#### Task requirements
Wherever "outcome" appears in the records below, copy the line that holds it.

#### Materials provided
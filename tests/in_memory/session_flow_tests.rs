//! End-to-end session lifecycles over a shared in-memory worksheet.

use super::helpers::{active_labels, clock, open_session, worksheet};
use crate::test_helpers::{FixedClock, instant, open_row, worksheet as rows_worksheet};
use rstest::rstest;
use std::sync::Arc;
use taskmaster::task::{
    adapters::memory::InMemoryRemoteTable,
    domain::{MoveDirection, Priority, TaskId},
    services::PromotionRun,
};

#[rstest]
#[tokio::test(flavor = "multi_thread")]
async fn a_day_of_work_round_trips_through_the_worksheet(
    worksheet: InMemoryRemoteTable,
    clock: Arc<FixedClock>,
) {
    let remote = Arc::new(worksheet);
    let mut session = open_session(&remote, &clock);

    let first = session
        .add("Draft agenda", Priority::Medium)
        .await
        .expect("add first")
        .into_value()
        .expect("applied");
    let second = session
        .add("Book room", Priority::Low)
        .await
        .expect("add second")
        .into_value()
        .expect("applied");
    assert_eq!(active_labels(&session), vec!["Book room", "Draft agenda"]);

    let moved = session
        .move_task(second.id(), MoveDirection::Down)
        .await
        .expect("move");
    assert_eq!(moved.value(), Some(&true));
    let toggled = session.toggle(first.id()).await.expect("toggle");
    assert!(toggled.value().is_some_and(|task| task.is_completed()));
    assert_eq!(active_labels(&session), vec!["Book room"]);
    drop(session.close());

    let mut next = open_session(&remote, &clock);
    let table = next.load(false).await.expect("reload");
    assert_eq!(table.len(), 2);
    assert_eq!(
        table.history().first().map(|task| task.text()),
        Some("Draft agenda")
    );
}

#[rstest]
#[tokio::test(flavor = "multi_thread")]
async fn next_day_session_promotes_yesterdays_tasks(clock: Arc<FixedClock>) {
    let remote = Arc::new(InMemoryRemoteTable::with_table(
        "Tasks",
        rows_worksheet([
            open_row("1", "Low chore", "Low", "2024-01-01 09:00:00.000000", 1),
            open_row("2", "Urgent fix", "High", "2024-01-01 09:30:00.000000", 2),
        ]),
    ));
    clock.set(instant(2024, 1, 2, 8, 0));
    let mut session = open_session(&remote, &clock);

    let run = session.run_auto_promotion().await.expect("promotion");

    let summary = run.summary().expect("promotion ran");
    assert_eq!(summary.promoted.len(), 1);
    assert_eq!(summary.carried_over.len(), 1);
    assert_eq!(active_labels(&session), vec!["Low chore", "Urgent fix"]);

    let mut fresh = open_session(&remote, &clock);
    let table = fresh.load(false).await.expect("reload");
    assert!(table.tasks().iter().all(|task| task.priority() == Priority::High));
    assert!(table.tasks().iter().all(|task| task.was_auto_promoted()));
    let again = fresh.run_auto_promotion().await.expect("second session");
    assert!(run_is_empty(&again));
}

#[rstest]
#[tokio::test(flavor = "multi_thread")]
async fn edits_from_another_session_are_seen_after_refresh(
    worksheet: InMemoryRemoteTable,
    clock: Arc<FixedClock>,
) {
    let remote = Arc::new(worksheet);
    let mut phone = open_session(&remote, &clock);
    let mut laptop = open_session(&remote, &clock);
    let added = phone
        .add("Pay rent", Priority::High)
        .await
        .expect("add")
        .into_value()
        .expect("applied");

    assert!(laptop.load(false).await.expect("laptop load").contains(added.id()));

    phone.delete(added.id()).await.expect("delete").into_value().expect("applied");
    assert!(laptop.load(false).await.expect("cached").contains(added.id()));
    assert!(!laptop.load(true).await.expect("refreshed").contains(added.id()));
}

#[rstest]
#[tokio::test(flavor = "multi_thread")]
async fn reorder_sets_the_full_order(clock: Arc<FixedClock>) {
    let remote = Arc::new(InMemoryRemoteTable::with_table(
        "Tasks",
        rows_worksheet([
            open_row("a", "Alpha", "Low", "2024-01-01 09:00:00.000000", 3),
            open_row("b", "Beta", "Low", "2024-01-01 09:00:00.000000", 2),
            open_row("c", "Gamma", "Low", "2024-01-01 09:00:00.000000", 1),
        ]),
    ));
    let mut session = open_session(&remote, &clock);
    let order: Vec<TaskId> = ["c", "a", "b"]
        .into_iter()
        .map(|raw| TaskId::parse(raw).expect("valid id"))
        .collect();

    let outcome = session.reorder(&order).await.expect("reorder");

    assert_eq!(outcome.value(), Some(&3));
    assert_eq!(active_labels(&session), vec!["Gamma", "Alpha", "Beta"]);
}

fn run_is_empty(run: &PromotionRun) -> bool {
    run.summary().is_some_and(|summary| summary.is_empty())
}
* * *
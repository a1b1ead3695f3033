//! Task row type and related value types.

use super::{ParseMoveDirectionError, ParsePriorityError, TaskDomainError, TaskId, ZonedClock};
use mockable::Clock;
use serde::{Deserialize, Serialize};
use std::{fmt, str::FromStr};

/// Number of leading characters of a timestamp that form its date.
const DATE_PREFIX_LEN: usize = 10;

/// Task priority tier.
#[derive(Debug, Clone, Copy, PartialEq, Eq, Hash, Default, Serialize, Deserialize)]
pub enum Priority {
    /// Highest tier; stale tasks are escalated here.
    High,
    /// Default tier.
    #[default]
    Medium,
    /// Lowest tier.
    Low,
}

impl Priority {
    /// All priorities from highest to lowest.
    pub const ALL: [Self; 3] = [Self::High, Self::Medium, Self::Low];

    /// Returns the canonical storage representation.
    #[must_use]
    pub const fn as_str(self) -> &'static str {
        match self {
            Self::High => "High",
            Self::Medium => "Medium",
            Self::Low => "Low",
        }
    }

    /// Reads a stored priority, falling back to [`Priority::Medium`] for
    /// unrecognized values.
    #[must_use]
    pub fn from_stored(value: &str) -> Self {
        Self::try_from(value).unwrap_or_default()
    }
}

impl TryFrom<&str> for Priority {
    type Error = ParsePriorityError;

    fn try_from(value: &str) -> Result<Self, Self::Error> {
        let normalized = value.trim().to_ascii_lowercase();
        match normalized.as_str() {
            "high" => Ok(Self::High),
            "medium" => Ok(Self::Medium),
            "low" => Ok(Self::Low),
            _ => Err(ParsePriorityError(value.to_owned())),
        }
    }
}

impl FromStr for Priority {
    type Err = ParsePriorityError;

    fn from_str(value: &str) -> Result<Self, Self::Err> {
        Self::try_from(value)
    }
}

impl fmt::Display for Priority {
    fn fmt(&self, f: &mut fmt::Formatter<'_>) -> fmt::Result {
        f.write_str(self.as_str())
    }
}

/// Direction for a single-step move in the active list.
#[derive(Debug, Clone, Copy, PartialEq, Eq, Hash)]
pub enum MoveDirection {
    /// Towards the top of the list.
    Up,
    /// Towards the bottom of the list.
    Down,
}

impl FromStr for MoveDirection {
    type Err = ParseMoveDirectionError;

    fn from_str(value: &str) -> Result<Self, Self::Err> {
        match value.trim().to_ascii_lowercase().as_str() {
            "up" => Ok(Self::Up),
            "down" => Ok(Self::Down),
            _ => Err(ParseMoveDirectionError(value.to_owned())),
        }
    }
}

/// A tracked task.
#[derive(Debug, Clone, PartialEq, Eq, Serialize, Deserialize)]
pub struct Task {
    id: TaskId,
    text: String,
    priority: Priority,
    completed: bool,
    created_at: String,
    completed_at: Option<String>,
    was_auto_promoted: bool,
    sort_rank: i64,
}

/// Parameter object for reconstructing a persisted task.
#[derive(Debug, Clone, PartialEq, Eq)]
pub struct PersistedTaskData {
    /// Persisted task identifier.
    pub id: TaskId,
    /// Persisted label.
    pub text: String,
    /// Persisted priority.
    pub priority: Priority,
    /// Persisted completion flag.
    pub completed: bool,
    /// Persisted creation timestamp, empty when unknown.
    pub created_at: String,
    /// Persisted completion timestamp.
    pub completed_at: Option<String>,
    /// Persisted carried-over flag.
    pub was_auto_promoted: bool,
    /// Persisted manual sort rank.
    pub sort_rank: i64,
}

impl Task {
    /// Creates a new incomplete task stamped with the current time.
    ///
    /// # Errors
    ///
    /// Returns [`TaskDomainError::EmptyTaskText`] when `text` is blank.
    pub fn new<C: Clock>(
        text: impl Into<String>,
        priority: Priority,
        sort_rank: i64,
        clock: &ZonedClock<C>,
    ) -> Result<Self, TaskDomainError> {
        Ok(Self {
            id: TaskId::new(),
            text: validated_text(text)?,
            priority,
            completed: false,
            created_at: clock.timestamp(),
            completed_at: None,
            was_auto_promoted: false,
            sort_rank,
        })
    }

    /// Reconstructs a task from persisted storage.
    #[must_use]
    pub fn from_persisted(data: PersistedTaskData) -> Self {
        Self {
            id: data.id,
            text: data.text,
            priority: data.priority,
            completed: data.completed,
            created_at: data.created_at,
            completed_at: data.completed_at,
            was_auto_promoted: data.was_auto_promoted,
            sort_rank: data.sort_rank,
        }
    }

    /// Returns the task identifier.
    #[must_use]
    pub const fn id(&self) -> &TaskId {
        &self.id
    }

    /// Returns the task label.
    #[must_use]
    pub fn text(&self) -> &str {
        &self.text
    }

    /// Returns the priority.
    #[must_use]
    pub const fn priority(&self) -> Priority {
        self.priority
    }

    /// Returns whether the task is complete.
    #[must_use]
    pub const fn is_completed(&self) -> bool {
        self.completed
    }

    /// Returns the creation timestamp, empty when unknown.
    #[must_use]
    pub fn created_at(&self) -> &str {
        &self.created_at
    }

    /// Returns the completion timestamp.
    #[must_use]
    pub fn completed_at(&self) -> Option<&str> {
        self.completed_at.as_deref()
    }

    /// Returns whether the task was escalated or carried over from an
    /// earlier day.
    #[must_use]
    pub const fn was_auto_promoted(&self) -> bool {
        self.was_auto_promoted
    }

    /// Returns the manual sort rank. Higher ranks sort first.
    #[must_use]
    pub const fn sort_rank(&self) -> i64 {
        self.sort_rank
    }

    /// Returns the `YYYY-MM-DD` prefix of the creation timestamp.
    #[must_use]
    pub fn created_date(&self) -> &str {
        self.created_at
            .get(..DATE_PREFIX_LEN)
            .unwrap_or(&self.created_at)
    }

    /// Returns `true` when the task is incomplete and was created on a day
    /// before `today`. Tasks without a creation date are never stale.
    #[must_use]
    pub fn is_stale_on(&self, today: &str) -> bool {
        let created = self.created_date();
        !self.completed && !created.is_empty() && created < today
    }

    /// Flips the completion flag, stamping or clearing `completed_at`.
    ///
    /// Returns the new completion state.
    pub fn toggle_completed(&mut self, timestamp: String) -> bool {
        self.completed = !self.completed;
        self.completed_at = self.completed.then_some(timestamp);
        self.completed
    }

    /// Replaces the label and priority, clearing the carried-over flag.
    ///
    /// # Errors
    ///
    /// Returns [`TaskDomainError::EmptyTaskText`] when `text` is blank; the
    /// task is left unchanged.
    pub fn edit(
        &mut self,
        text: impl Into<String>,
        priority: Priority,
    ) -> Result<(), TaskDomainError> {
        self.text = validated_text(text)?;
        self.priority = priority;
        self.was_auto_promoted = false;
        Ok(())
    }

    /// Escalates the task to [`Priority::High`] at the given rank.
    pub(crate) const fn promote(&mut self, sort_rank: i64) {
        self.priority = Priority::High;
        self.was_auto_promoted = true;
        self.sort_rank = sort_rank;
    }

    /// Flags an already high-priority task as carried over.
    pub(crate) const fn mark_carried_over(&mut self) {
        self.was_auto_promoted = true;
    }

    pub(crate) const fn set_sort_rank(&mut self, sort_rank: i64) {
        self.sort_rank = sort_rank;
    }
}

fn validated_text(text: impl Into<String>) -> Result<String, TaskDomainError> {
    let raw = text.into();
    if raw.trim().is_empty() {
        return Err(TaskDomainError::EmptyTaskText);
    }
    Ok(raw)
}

#### Answer to the exercise
    let outcome = session.reorder(&order).await.expect("reorder");
    assert_eq!(outcome.value(), Some(&3));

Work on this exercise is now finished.